Nach den Erfahrungen in Osteuropa befürchten viele Menschen jedoch, dass die USA nun auf »Wandel durch Annäherung« setzen.

Kuba ist nicht Osteuropa. Ich bin hier aufgewachsen, und selbst in den Momenten der schärfsten Konfrontation mit den Vereinigten Staaten liefen im Fernsehen die Filme von Walt Disney. Wir waren nie von dieser Industrie abgeschnitten, denn sie ist schon durch die Nähe zu den USA auch ein Teil unserer nationalen Tradition.
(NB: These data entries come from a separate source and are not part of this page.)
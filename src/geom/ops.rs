//! Whole-list operations on [`BoxList`]s.
//!
//! Every function here is pure: inputs are borrowed, and a new list is
//! returned with the boxes and all fields selected or appended together.

use std::cmp::Ordering;

use itertools::Itertools;
use log::debug;

use super::bbox::BBox;
use super::box_list::BoxList;
use crate::error::SceneLabelError;

/// Intersection-over-area of `bbox` against `window`: the shared area
/// divided by the area of `bbox`.
///
/// Boxes without positive area yield 0.
pub fn ioa(bbox: &BBox, window: &BBox) -> f64 {
    let area = bbox.area();
    if area <= 0.0 {
        return 0.0;
    }
    bbox.intersection_area(window) / area
}

/// Intersection-over-union of two boxes; 0 when the union has no area.
pub fn iou(a: &BBox, b: &BBox) -> f64 {
    let intersection = a.intersection_area(b);
    let union = a.area().max(0.0) + b.area().max(0.0) - intersection;
    if union <= 0.0 {
        return 0.0;
    }
    intersection / union
}

/// Keeps the boxes of `list` that overlap the window in `window_list` by at
/// least `min_overlap` of their own area.
///
/// A box must share some area with the window to be kept, so
/// `min_overlap = 0.0` keeps every box that touches the window with
/// positive overlap, and `min_overlap = 1.0` keeps boxes fully inside it.
/// If `window_list` holds several boxes, the best overlap counts. Relative
/// order of the kept boxes is preserved.
///
/// # Errors
/// Returns [`SceneLabelError::InvalidWindowList`] if `window_list` is empty.
pub fn prune_non_overlapping_boxes(
    list: &BoxList,
    window_list: &BoxList,
    min_overlap: f64,
) -> Result<BoxList, SceneLabelError> {
    if window_list.is_empty() {
        return Err(SceneLabelError::InvalidWindowList(0));
    }

    let keep: Vec<usize> = list
        .get()
        .iter()
        .enumerate()
        .filter_map(|(index, bbox)| {
            let best = window_list
                .get()
                .iter()
                .map(|window| ioa(bbox, window))
                .fold(0.0, f64::max);
            (best > 0.0 && best >= min_overlap).then_some(index)
        })
        .collect();

    debug!(
        "prune_non_overlapping_boxes: kept {} of {} box(es) at min_overlap={}",
        keep.len(),
        list.len(),
        min_overlap
    );
    Ok(list.select(&keep))
}

/// Clips every box of `list` to `window`.
///
/// No box is dropped: boxes outside the window collapse to zero area on
/// its edge.
pub fn clip_to_window(list: &BoxList, window: &BBox) -> BoxList {
    list.map_boxes(|b| b.clip_to(window))
}

/// Appends the rows of all `lists` in order.
///
/// # Errors
/// Returns [`SceneLabelError::EmptyConcatenation`] for an empty slice and
/// [`SceneLabelError::IncompatibleFields`] if the inputs do not all carry
/// the same set of fields.
pub fn concatenate(lists: &[&BoxList]) -> Result<BoxList, SceneLabelError> {
    let (first, rest) = lists
        .split_first()
        .ok_or(SceneLabelError::EmptyConcatenation)?;

    let mut out = (*first).clone();
    for list in rest {
        out.extend_from(list)?;
    }
    Ok(out)
}

#[derive(Clone, Copy, Debug)]
struct Candidate {
    index: usize,
    score: f64,
}

/// Greedy non-maximum suppression.
///
/// Boxes scoring below `score_threshold` are discarded. The highest
/// scoring remaining box is then selected repeatedly, and every remaining
/// box whose IoU with it exceeds `iou_threshold` is suppressed, until no
/// boxes remain or `max_output_size` boxes have been selected. Equal scores
/// are resolved in favour of the box that comes first in `list`.
///
/// The result is in selection order (descending score).
///
/// # Errors
/// Returns [`SceneLabelError::MissingField`] if `list` has no scores and
/// [`SceneLabelError::InvalidThreshold`] if `iou_threshold` is outside
/// `[0, 1]`.
pub fn non_max_suppression(
    list: &BoxList,
    max_output_size: usize,
    iou_threshold: f64,
    score_threshold: f64,
) -> Result<BoxList, SceneLabelError> {
    if !(0.0..=1.0).contains(&iou_threshold) {
        return Err(SceneLabelError::InvalidThreshold {
            name: "iou_threshold",
            value: iou_threshold,
        });
    }
    let scores = list.scores()?;
    let boxes = list.get();

    // sorted_by is stable, so ties keep their original order
    let candidates = scores
        .iter()
        .enumerate()
        .filter(|(_, &score)| score >= score_threshold)
        .map(|(index, &score)| Candidate { index, score })
        .sorted_by(|a, b| b.score.partial_cmp(&a.score).unwrap_or(Ordering::Equal))
        .collect::<Vec<_>>();

    let mut suppressed = vec![false; candidates.len()];
    let mut selected = Vec::new();

    for (pos, cb) in candidates.iter().enumerate() {
        if selected.len() >= max_output_size {
            break;
        }
        if suppressed[pos] {
            continue;
        }
        selected.push(cb.index);

        for (offset, ob) in candidates[pos + 1..].iter().enumerate() {
            let other = pos + 1 + offset;
            if suppressed[other] {
                continue;
            }
            if iou(&boxes[cb.index], &boxes[ob.index]) > iou_threshold {
                suppressed[other] = true;
            }
        }
    }

    debug!(
        "non_max_suppression: {} of {} box(es) above score {}, {} selected",
        candidates.len(),
        list.len(),
        score_threshold,
        selected.len()
    );
    Ok(list.select(&selected))
}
Die USA setzen natürlich darauf, ein »unpolitisches« Verhalten zu fördern. Wir wissen aber, dass auch das Unpolitische politisch ist. Die alternative Gesellschaft, die wir aufbauen wollen, braucht bewusste Akteure. Demgegenüber entwickelt sich die globale Gesellschaft, die man uns aufzwingen will, vor allem dadurch, dass die Menschen aufhören, selber zu denken und sich an ihr zu beteiligen. Das ist eine Gefahr.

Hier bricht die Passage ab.